The first plague of water turning into blood is an interesting one to start with, but the topic of the two liquids is very pertinent to both collections. Water has an incredibly important role in the ideological and cultural landscape of ancient Egypt. The waters of the Nile were the lifeblood of ancient Egyptian society. It provided vital irrigation for farming, transport through the kingdom, and was linked closely with ideology and religion in Egypt. The Greek Herodotus is recorded as calling Egypt the “gift of the Nile”, implying that Egypt itself was born from the river—this further develops an idea I have discussed in a previous blog post: that the Nile is deeply connected with fertility. With this in mind it is not difficult to see how devastating the idea of water turning into blood would be for Egyptian society.

One papyrus from the twelfth dynasty (c.1991-1803 BCE) interestingly states that the “river is blood“, which has caused some debate over the occurrence of the plagues in Egyptian history. However, the most probable explanation is that during the harsh flooding of the Nile the disturbed red river silt would create this phenomena.

Blood as well as water was also symbolically significant to the Ancient Egyptians. Wine was given as “blood of the Gods” during certain religious offerings, something akin to the Christian symbolism of using wine as the blood of Christ, and the deity Shesmu is also linked with blood, being the lord of wine and the “great slaughterer of the gods”.

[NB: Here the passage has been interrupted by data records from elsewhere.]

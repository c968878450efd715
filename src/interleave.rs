//! Interleaved iteration over stacks of subarrays.
//!
//! Given `K` views broadcast to a common shape of rank `M` and a number of
//! trailing dimensions `ndims`, the axes split at `dim = M - ndims - 1`:
//!
//! - axes `0..dim` are outer axes, walked in row-major order,
//! - axis `dim` is the stacking axis,
//! - axes `dim+1..M` are kept whole in every yielded subarray.
//!
//! For each outer index and each stacking position the iterator yields the
//! corresponding subarray of view 0, then view 1, ..., then view `K-1`.
//!
//! # Example
//!
//! ```rust
//! use strided_interleave::{interleave_subarrays, StridedArray};
//!
//! let x = StridedArray::<i32>::from_fn_row_major(&[2, 2, 2], |i| (i[0] * 4 + i[1] * 2 + i[2]) as i32 + 1);
//! let y = StridedArray::<i32>::from_fn_row_major(&[2, 2, 2], |i| (i[0] * 4 + i[1] * 2 + i[2]) as i32 + 9);
//!
//! let rows: Vec<Vec<i32>> = interleave_subarrays(&[x.view(), y.view()], 1)
//!     .unwrap()
//!     .map(|v| v.to_vec())
//!     .collect();
//! assert_eq!(rows[0], vec![1, 2]);
//! assert_eq!(rows[1], vec![9, 10]);
//! assert_eq!(rows[2], vec![3, 4]);
//! assert_eq!(rows.len(), 8);
//! ```

use std::iter::FusedIterator;

use log::{debug, trace};

use crate::broadcast::broadcast_views;
use crate::index::{next_cartesian_index, Order};
use crate::protocol::{Reiterable, StopIterator};
use crate::slice::{multislice, SliceSpec};
use crate::view::StridedView;
use crate::{InvalidArgument, Result};

/// Per-view position: selectors for the outer axes and the stacking axis.
///
/// The kept trailing axes have no selector; they become
/// [`SliceSpec::Full`] when the slice is built.
#[derive(Debug, Clone)]
struct IndexState {
    selectors: Vec<usize>,
}

impl IndexState {
    fn new(dim: usize) -> Self {
        Self {
            selectors: vec![0; dim + 1],
        }
    }

    fn multislice(&self, rank: usize) -> Vec<SliceSpec> {
        multislice(&self.selectors, rank)
    }

    /// Step to the next stacking position, rolling the outer axes over when
    /// the stack is exhausted.
    fn advance(&mut self, shape: &[usize], dim: usize, stack_len: usize) {
        let j = (self.selectors[dim] + 1) % stack_len;
        self.selectors[dim] = j;
        if j == 0 && dim > 0 {
            next_cartesian_index(
                &shape[..=dim],
                Order::RowMajor,
                &mut self.selectors,
                dim - 1,
            );
        }
    }
}

/// Iterator over interleaved subarrays of broadcast views.
///
/// Yields `K * shape[0] * ... * shape[dim]` read-only views of rank `ndims`,
/// cycling through the input views on every pull. Nothing is yielded if the
/// broadcast shape has no elements.
///
/// Pulling takes `&mut self`, so one instance is never advanced from two
/// threads at once; independent instances from [`Reiterable::reiter`] share
/// no state.
pub struct InterleaveSubarrays<'a, T> {
    /// Inputs as given, before broadcasting.
    arrays: Vec<StridedView<'a, T>>,
    ndims: usize,
    /// Inputs broadcast to `shape`.
    list: Vec<StridedView<'a, T>>,
    shape: Vec<usize>,
    dim: usize,
    stack_len: usize,
    total: usize,
    indices: Vec<IndexState>,
    emitted: usize,
    slot: usize,
    done: bool,
}

impl<T> std::fmt::Debug for InterleaveSubarrays<'_, T> {
    fn fmt(&self, f: &mut std::fmt::Formatter<'_>) -> std::fmt::Result {
        f.debug_struct("InterleaveSubarrays")
            .field("shape", &self.shape)
            .field("ndims", &self.ndims)
            .field("num_arrays", &self.list.len())
            .field("total", &self.total)
            .field("emitted", &self.emitted)
            .field("done", &self.done)
            .finish()
    }
}

impl<'a, T> InterleaveSubarrays<'a, T> {
    /// Create an iterator over the interleaved `ndims`-dimensional subarrays
    /// of `arrays`.
    ///
    /// # Errors
    /// Returns [`StridedError::InvalidArgument`](crate::StridedError::InvalidArgument) if
    /// - `arrays` is empty,
    /// - `ndims` is 0,
    /// - the views are not broadcast-compatible,
    /// - the broadcast rank is not greater than `ndims`,
    /// - the number of subarrays to yield does not fit in `usize`.
    pub fn new(arrays: &[StridedView<'a, T>], ndims: usize) -> Result<Self> {
        if arrays.is_empty() {
            return Err(InvalidArgument::EmptyArrays.into());
        }
        if ndims == 0 {
            return Err(InvalidArgument::InvalidNdims(ndims).into());
        }
        let list = broadcast_views(arrays).map_err(|source| {
            InvalidArgument::NotBroadcastCompatible {
                shapes: arrays.iter().map(|a| a.dims().to_vec()).collect(),
                source: Box::new(source),
            }
        })?;
        let num_arrays = list.len();
        let shape = list[0].dims().to_vec();
        let rank = shape.len();
        if rank <= ndims {
            return Err(InvalidArgument::InsufficientRank {
                rank,
                required: ndims + 1,
            }
            .into());
        }

        let dim = rank - ndims - 1;
        let stack_len = shape[dim];

        // An empty shape is done before any count is derived, so a zero
        // extent never reaches the stacking-axis modulus.
        let done = shape.contains(&0);
        let total = if done {
            0
        } else {
            shape[..=dim]
                .iter()
                .try_fold(num_arrays, |acc, &d| acc.checked_mul(d))
                .ok_or_else(|| InvalidArgument::TooLarge {
                    shape: shape.clone(),
                    num_arrays,
                })?
        };

        debug!(
            "interleaving {} views: shape={:?} ndims={} stacking_axis={} total={}",
            num_arrays, shape, ndims, dim, total
        );

        Ok(Self {
            arrays: arrays.to_vec(),
            ndims,
            list,
            shape,
            dim,
            stack_len,
            total,
            indices: vec![IndexState::new(dim); num_arrays],
            emitted: 0,
            slot: 0,
            done,
        })
    }

    /// Broadcast shape shared by every input.
    pub fn shape(&self) -> &[usize] {
        &self.shape
    }

    /// Number of trailing dimensions in each yielded subarray.
    pub fn ndims(&self) -> usize {
        self.ndims
    }

    /// Number of input views.
    pub fn num_arrays(&self) -> usize {
        self.list.len()
    }

    /// Index of the stacking axis in the broadcast shape.
    pub fn stacking_axis(&self) -> usize {
        self.dim
    }

    /// Total number of subarrays yielded over the full iteration.
    pub fn total(&self) -> usize {
        self.total
    }
}

impl<'a, T> Iterator for InterleaveSubarrays<'a, T> {
    type Item = StridedView<'a, T>;

    fn next(&mut self) -> Option<Self::Item> {
        if self.done || self.emitted >= self.total {
            if !self.done {
                debug!("interleave exhausted after {} subarrays", self.emitted);
                self.done = true;
            }
            return None;
        }
        self.emitted += 1;

        let k = self.slot;
        self.slot = (self.slot + 1) % self.list.len();

        let state = &mut self.indices[k];
        let spec = state.multislice(self.shape.len());
        trace!("view {} at {:?}", k, state.selectors);
        state.advance(&self.shape, self.dim, self.stack_len);

        Some(self.list[k].slice(&spec))
    }

    fn size_hint(&self) -> (usize, Option<usize>) {
        let len = self.len();
        (len, Some(len))
    }
}

impl<T> ExactSizeIterator for InterleaveSubarrays<'_, T> {
    fn len(&self) -> usize {
        if self.done {
            0
        } else {
            self.total - self.emitted
        }
    }
}

impl<T> FusedIterator for InterleaveSubarrays<'_, T> {}

impl<T> StopIterator for InterleaveSubarrays<'_, T> {
    fn stop<R>(&mut self, value: Option<R>) -> Option<R> {
        if !self.done {
            debug!(
                "interleave stopped after {} of {} subarrays",
                self.emitted, self.total
            );
            self.done = true;
        }
        value
    }

    fn is_done(&self) -> bool {
        self.done
    }
}

impl<T> Reiterable for InterleaveSubarrays<'_, T> {
    /// Rebuild from the original inputs, re-running validation and broadcasting.
    fn reiter(&self) -> Result<Self> {
        Self::new(&self.arrays, self.ndims)
    }
}

/// Iterate over interleaved subarrays; see [`InterleaveSubarrays::new`].
pub fn interleave_subarrays<'a, T>(
    arrays: &[StridedView<'a, T>],
    ndims: usize,
) -> Result<InterleaveSubarrays<'a, T>> {
    InterleaveSubarrays::new(arrays, ndims)
}

#[cfg(test)]
mod tests {
    use super::*;
    use crate::view::StridedArray;
    use crate::StridedError;

    fn iota(dims: &[usize], start: i32) -> StridedArray<i32> {
        let mut next = start;
        StridedArray::from_fn_row_major(dims, |_| {
            let v = next;
            next += 1;
            v
        })
    }

    #[test]
    fn test_index_state_advance_stack_only() {
        let shape = [3, 4];
        let mut s = IndexState::new(0);
        s.advance(&shape, 0, 3);
        assert_eq!(s.selectors, vec![1]);
        s.advance(&shape, 0, 3);
        s.advance(&shape, 0, 3);
        assert_eq!(s.selectors, vec![0]);
    }

    #[test]
    fn test_index_state_advance_carries_into_outer_axes() {
        let shape = [2, 3, 2, 5];
        let mut s = IndexState::new(2);
        s.selectors = vec![0, 2, 1];
        s.advance(&shape, 2, 2);
        assert_eq!(s.selectors, vec![1, 0, 0]);
    }

    #[test]
    fn test_index_state_multislice() {
        let mut s = IndexState::new(1);
        s.selectors = vec![1, 0];
        assert_eq!(
            s.multislice(4),
            vec![
                SliceSpec::Index(1),
                SliceSpec::Index(0),
                SliceSpec::Full,
                SliceSpec::Full
            ]
        );
    }

    #[test]
    fn test_metadata() {
        let x = iota(&[3, 4, 5], 0);
        let it = InterleaveSubarrays::new(&[x.view(), x.view()], 1).unwrap();
        assert_eq!(it.shape(), &[3, 4, 5]);
        assert_eq!(it.ndims(), 1);
        assert_eq!(it.num_arrays(), 2);
        assert_eq!(it.stacking_axis(), 1);
        assert_eq!(it.total(), 24);
        assert_eq!(it.len(), 24);
    }

    #[test]
    fn test_yields_views_of_rank_ndims() {
        let x = iota(&[2, 3, 4, 5], 0);
        for ndims in 1..4 {
            let it = InterleaveSubarrays::new(&[x.view()], ndims).unwrap();
            for v in it {
                assert_eq!(v.ndim(), ndims);
                assert_eq!(v.dims(), &x.dims()[4 - ndims..]);
            }
        }
    }

    #[test]
    fn test_len_tracks_progress() {
        let x = iota(&[2, 2, 2], 1);
        let mut it = InterleaveSubarrays::new(&[x.view()], 1).unwrap();
        assert_eq!(it.len(), 4);
        it.next();
        assert_eq!(it.len(), 3);
        it.stop::<()>(None);
        assert_eq!(it.len(), 0);
    }

    #[test]
    fn test_empty_input_rejected() {
        let empty: [StridedView<'_, i32>; 0] = [];
        assert!(matches!(
            InterleaveSubarrays::new(&empty, 1),
            Err(StridedError::InvalidArgument(InvalidArgument::EmptyArrays))
        ));
    }
}
//! Shape broadcasting across any number of strided views.
//!
//! Shapes are aligned from the trailing axis. Each aligned pair of extents
//! must be equal or one of them must be 1; missing leading axes count as 1.

use crate::view::StridedView;
use crate::{Result, StridedError};

/// Compute the broadcast shape for two shapes.
///
/// Returns `None` if the shapes are incompatible.
pub fn broadcast_shape(a: &[usize], b: &[usize]) -> Option<Vec<usize>> {
    let max_rank = a.len().max(b.len());
    let mut result = vec![0usize; max_rank];

    for i in 0..max_rank {
        let a_dim = if i < a.len() { a[a.len() - 1 - i] } else { 1 };
        let b_dim = if i < b.len() { b[b.len() - 1 - i] } else { 1 };

        result[max_rank - 1 - i] = if a_dim == b_dim || b_dim == 1 {
            a_dim
        } else if a_dim == 1 {
            b_dim
        } else {
            return None;
        };
    }

    Some(result)
}

/// Compute the broadcast shape for any number of shapes.
///
/// An empty list broadcasts to the rank-0 shape. On failure the error names
/// the accumulated shape and the first shape that could not be merged into it.
pub fn broadcast_shapes(shapes: &[&[usize]]) -> Result<Vec<usize>> {
    let mut acc: Vec<usize> = Vec::new();
    for shape in shapes {
        acc = broadcast_shape(&acc, shape)
            .ok_or_else(|| StridedError::ShapeMismatch(acc.clone(), shape.to_vec()))?;
    }
    Ok(acc)
}

/// Broadcast a list of views to their common shape.
///
/// If every view already has the common shape the views are returned as-is
/// (cheap clones); otherwise each view is broadcast with stride-0 axes.
pub fn broadcast_views<'a, T>(views: &[StridedView<'a, T>]) -> Result<Vec<StridedView<'a, T>>> {
    let shapes: Vec<&[usize]> = views.iter().map(|v| v.dims()).collect();
    let shape = broadcast_shapes(&shapes)?;
    views
        .iter()
        .map(|v| {
            if v.dims() == shape.as_slice() {
                Ok(v.clone())
            } else {
                v.broadcast(&shape)
            }
        })
        .collect()
}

It is also not difficult to connect the Grant Museum with water and blood as they are both vital components to many living creatures on earth. For this post I wish to focus in on one of my favourite water dwellers in the museum and one that has a deep connection with ancient Egypt. This mammal can certainly displace a lot of water and coincidently produces a fluid over its skin that is often called blood sweat. The hippopotamus, known as a “river horse” by the ancient Greeks secretes a substance called hipposudoric acid. The liquid is red, which gives it its colloquial name, but it is neither sweat nor blood. In fact the secretion is an example of an evolutionary masterpiece—a natural sunscreen! This fluid is very much needed due to their skin being exposed in blistering high UV environments (and being a redhead who works in sub-Saharan Africa- I can fully appreciate this)! As well as the blood sweat creating UV protection it is also a very good antiseptic, which is useful as hippos can be extremely aggressive animals.

Fig 2. Hippo skull in the Grant Museum of Zoology (Catalogue no. Z32)

Sadly, the hippo is no longer found in Egypt but in dynastic times it was a hazard to boat travellers along the Nile and was present in ideological and cultural symbolism.  The deity Taweret was often depicted in the form of a pregnant hippo as she represented fertility (like frogs!). Hippo figurines are also found on ancient Egyptian sites (Fig 3) and hippo tusk ivory was used to make pendants, amulets and sculptural pieces.

Fig 3. Blue glazed faience hippopotamus (Petrie Museum Catalogue No. UC45074)

As you can see, water and blood were and still are incredibly important cultural symbols, most probably due to their inescapable connection to the natural world and to life and death. It really is no wonder that that these themes come up time and time again all over the world.

I hope you have enjoyed my first foray into the Plagues of Egypt as much as I have… I’m quite excited about what direction they might take my research in next!